Raiys expands neurodiversity team
Glasgow-based digital health and wellbeing platform Raiys has appointed Anna Srireddy as clinical lead for neurodiversity as it expands its specialist healthcare services.
Anna brings more than 20 years of experience across mental health nursing, ADHD assessment and treatment, clinical governance and multidisciplinary leadership roles in England and Scotland.
In her new role, she will lead the development of Raiys’ healthcare-led neurodiversity strategy, working alongside the company's clinical leadership team to expand support for people with ADHD, autism, dyslexia, dyspraxia, dyscalculia and Tourette’s syndrome.
Anna said: “The reality is that neurodiversity services are under extraordinary pressure.

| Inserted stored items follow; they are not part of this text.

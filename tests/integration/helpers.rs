//! Helper functions for integration tests

#![allow(dead_code)]

use std::sync::Arc;

use monitor_web::{
    AlertEvent,
    storage::{AlertStore, MemoryBackend},
};

pub fn memory_store() -> (Arc<MemoryBackend>, Arc<dyn AlertStore>) {
    let backend = Arc::new(MemoryBackend::new());
    let store: Arc<dyn AlertStore> = backend.clone();
    (backend, store)
}

pub fn create_test_event(module: &str, event_name: &str) -> AlertEvent {
    AlertEvent {
        module: module.to_string(),
        service_name: format!("{module}-service"),
        event_name: event_name.to_string(),
        alert_type: "warning".to_string(),
        host_ip: "10.0.0.1".to_string(),
        ..Default::default()
    }
}

/// Alert event JSON with an explicit RFC 3339 timestamp
pub fn create_alert_json(module: &str, timestamp: &str, alert_type: &str) -> serde_json::Value {
    serde_json::json!({
        "timestamp": timestamp,
        "module": module,
        "service_name": format!("{module}-service"),
        "event_name": "threshold_exceeded",
        "details": "value above limit",
        "host_ip": "10.0.0.1",
        "alert_type": alert_type,
        "cluster_name": "prod",
        "hostname": "node-1"
    })
}
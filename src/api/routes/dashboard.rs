//! Module dashboard endpoint

use axum::{
    Json,
    extract::{Path, Query, State},
};

use crate::{
    api::{
        error::{ApiError, ApiResult},
        state::ApiState,
        types::DashboardResponse,
    },
    query::{DashboardParams, load_module_view},
};

/// GET /dashboard/:module
///
/// Latest alerts of a module plus the daily count chart data.
/// Optional query parameters: `from`, `to` (`YYYY-MM-DD`) and `alert_type`.
pub async fn show_dashboard(
    State(state): State<ApiState>,
    Path(module): Path<String>,
    Query(params): Query<DashboardParams>,
) -> ApiResult<Json<DashboardResponse>> {
    let view = load_module_view(state.store.as_ref(), &module, &params)
        .await
        .map_err(ApiError::query)?;

    Ok(Json(view.into()))
}
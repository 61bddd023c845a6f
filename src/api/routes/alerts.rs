//! Alert ingestion endpoint

use axum::{Json, body::Bytes, extract::State};

use crate::api::{
    error::{ApiError, ApiResult},
    state::ApiState,
    types::StoreResponse,
};

/// POST /api/alerts
///
/// Decode, validate and store one alert event
pub async fn receive_alert(
    State(state): State<ApiState>,
    body: Bytes,
) -> ApiResult<Json<StoreResponse>> {
    let inserted = state
        .dispatcher
        .dispatch_json(&body)
        .await
        .map_err(ApiError::ingest)?;

    Ok(Json(inserted.into()))
}
//! API error types and conversions

use axum::{
    Json,
    http::StatusCode,
    response::{IntoResponse, Response},
};
use serde_json::json;

use crate::error::Error;

/// API result type
pub type ApiResult<T> = Result<T, ApiError>;

/// API error types
#[derive(Debug)]
pub enum ApiError {
    /// Storage operation failed
    StorageError(String),

    /// Invalid request parameters
    InvalidRequest(String),
}

impl ApiError {
    /// Map an ingestion failure to its client-facing reason
    pub fn ingest(err: Error) -> Self {
        match err {
            Error::Validation(e) => ApiError::InvalidRequest(e.reason().to_string()),
            Error::Persistence(_) => ApiError::StorageError("Failed to store alert".to_string()),
        }
    }

    /// Map a dashboard query failure to its client-facing reason
    pub fn query(err: Error) -> Self {
        match err {
            Error::Validation(e) => ApiError::InvalidRequest(e.reason().to_string()),
            Error::Persistence(_) => {
                ApiError::StorageError("Failed to query alerts".to_string())
            }
        }
    }
}

impl IntoResponse for ApiError {
    fn into_response(self) -> Response {
        let (status, error_message) = match self {
            ApiError::StorageError(msg) => (StatusCode::INTERNAL_SERVER_ERROR, msg),
            ApiError::InvalidRequest(msg) => (StatusCode::BAD_REQUEST, msg),
        };

        let body = Json(json!({
            "error": error_message,
        }));

        (status, body).into_response()
    }
}

impl From<crate::storage::StorageError> for ApiError {
    fn from(err: crate::storage::StorageError) -> Self {
        ApiError::StorageError(err.to_string())
    }
}
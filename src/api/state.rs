//! API shared state

use std::sync::Arc;

use crate::dispatch::Dispatcher;
use crate::storage::AlertStore;

/// Shared state passed to all API handlers
#[derive(Clone)]
pub struct ApiState {
    /// Writes incoming alerts
    pub dispatcher: Dispatcher,

    /// Read side of the same backend the dispatcher writes to
    pub store: Arc<dyn AlertStore>,
}

impl ApiState {
    pub fn new(store: Arc<dyn AlertStore>) -> Self {
        Self {
            dispatcher: Dispatcher::new(Arc::clone(&store)),
            store,
        }
    }
}
//! Storage statistics endpoint

use axum::{Json, extract::State};

use crate::api::{error::ApiResult, state::ApiState, types::StatsResponse};

/// GET /api/stats
///
/// Row counts of every alert collection
pub async fn get_stats(State(state): State<ApiState>) -> ApiResult<Json<StatsResponse>> {
    let stats = state.store.get_stats().await?;

    Ok(Json(StatsResponse {
        timestamp: chrono::Utc::now().to_rfc3339(),
        backend: stats.backend.clone(),
        total_alerts: stats.total(),
        collections: stats
            .counts
            .iter()
            .map(|(kind, count)| (kind.collection().to_string(), *count))
            .collect(),
    }))
}
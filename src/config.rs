use std::net::{IpAddr, Ipv4Addr, SocketAddr};
use std::path::PathBuf;

use tracing::trace;

const ENV_WEB_PORT: &str = "MONITOR_WEB_WEB_PORT";
const ENV_DB_PATH: &str = "MONITOR_WEB_DB_PATH";

const DEFAULT_PORT: u16 = 8080;

/// Storage backend configuration
#[derive(Debug, Clone, PartialEq, serde::Deserialize)]
#[serde(tag = "backend", rename_all = "lowercase")]
pub enum StorageConfig {
    /// In-memory storage (no persistence)
    #[serde(rename = "none")]
    None,

    /// SQLite database (default)
    Sqlite {
        /// Path to the SQLite database file
        #[serde(default = "default_sqlite_path")]
        path: PathBuf,

        /// Connection pool size
        #[serde(default = "default_max_connections")]
        max_connections: u32,
    },
}

impl Default for StorageConfig {
    fn default() -> Self {
        StorageConfig::Sqlite {
            path: default_sqlite_path(),
            max_connections: default_max_connections(),
        }
    }
}

fn default_sqlite_path() -> PathBuf {
    PathBuf::from("./alerts.db")
}

fn default_max_connections() -> u32 {
    10
}

#[derive(Debug, Clone, PartialEq, serde::Deserialize)]
pub struct Config {
    #[serde(default = "default_addr")]
    pub addr: IpAddr,

    #[serde(default = "default_port")]
    pub port: u16,

    #[serde(default)]
    pub storage: StorageConfig,

    /// Allow cross-origin requests
    #[serde(default = "default_true")]
    pub enable_cors: bool,

    /// Directory served under `/static` if it exists
    #[serde(default = "default_static_dir")]
    pub static_dir: PathBuf,
}

fn default_addr() -> IpAddr {
    IpAddr::V4(Ipv4Addr::UNSPECIFIED)
}

fn default_port() -> u16 {
    DEFAULT_PORT
}

fn default_true() -> bool {
    true
}

fn default_static_dir() -> PathBuf {
    PathBuf::from("./static")
}

impl Default for Config {
    fn default() -> Self {
        Self {
            addr: default_addr(),
            port: default_port(),
            storage: StorageConfig::default(),
            enable_cors: true,
            static_dir: default_static_dir(),
        }
    }
}

impl Config {
    pub fn bind_addr(&self) -> SocketAddr {
        SocketAddr::new(self.addr, self.port)
    }

    /// Apply `MONITOR_WEB_*` overrides from the given lookup
    ///
    /// Values that do not parse are ignored.
    pub fn apply_env(mut self, lookup: impl Fn(&str) -> Option<String>) -> Self {
        if let Some(port) = lookup(ENV_WEB_PORT).and_then(|p| p.parse().ok()) {
            self.port = port;
        }

        if let Some(path) = lookup(ENV_DB_PATH).filter(|p| !p.is_empty()) {
            self.storage = match self.storage {
                StorageConfig::Sqlite {
                    max_connections, ..
                } => StorageConfig::Sqlite {
                    path: PathBuf::from(path),
                    max_connections,
                },
                StorageConfig::None => StorageConfig::Sqlite {
                    path: PathBuf::from(path),
                    max_connections: default_max_connections(),
                },
            };
        }

        self
    }
}

pub fn read_config_file(path: &str) -> anyhow::Result<Config> {
    let file_content = std::fs::read_to_string(path)?;
    serde_json::from_str(&file_content)
        .map_err(|_| anyhow::anyhow!("Invalid configuration file provided!"))
        .inspect(|config| trace!("loaded config: {config:?}"))
}

/// Config file (if any) with environment overrides applied
pub fn load_config(path: Option<&str>) -> anyhow::Result<Config> {
    let config = match path {
        Some(path) => read_config_file(path)?,
        None => Config::default(),
    };

    Ok(config.apply_env(|key| std::env::var(key).ok()))
}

“Recent Scottish briefing data suggests that over 23,000 adults were recorded as waiting across neurodiversity-related pathways, including ADHD and autism services, as of March 2025, with waiting lists in some areas increasing by up to 2200 per cent since 2020 based on comparisons of NHS board-level reporting data over that period, and average longest waits reaching three-and-a-half years.
“At the same time, NHS England estimates that more than half a million people may now be waiting for ADHD assessment pathways based on NHS Digital mental health and neurodiversity waiting list data published in May 2025.
“Traditional systems alone cannot sustainably absorb that level of demand without innovation in how support is delivered.”
Anna’s appointment follows the launch of Raiys’ neurodiversity programme, designed to help address growing demand for assessment and support services.
The move forms part of the company’s wider growth strategy as it continues to develop its digital health and wellbeing offering across the UK.
James Murphy, founder and chief executive of Raiys, added: “Demand for neurodiversity services continues to increase at a pace that traditional systems are struggling to absorb.
“Anna brings an exceptional combination of frontline experience, operational leadership and governance expertise that will be instrumental as we continue expanding our neurodiversity offering and investing further in clinically led support.
“This is an incredibly important area for Raiys and forms a major part of our wider vision for accessible, preventative and digitally enabled healthcare.”
Anna added: “Platforms such as Raiys can play an important role in extending assistance earlier and more consistently, while reducing pressure on overstretched systems.
“What excites me about my new role is the opportunity to help build something clinically robust, scalable and genuinely person-centred – using digital healthcare not to replace clinicians but to improve access, strengthen engagement and provide more continuous support within existing services and care programmes.
“I have always believed that the best solutions are those where clinical rigour and operational effectiveness reinforce one another.
“I will be focused on creating robust, evidence-based pathways, prescribing standards and a high-performing team culture that sets a new standard for neurodiversity care in a digital-first environment.”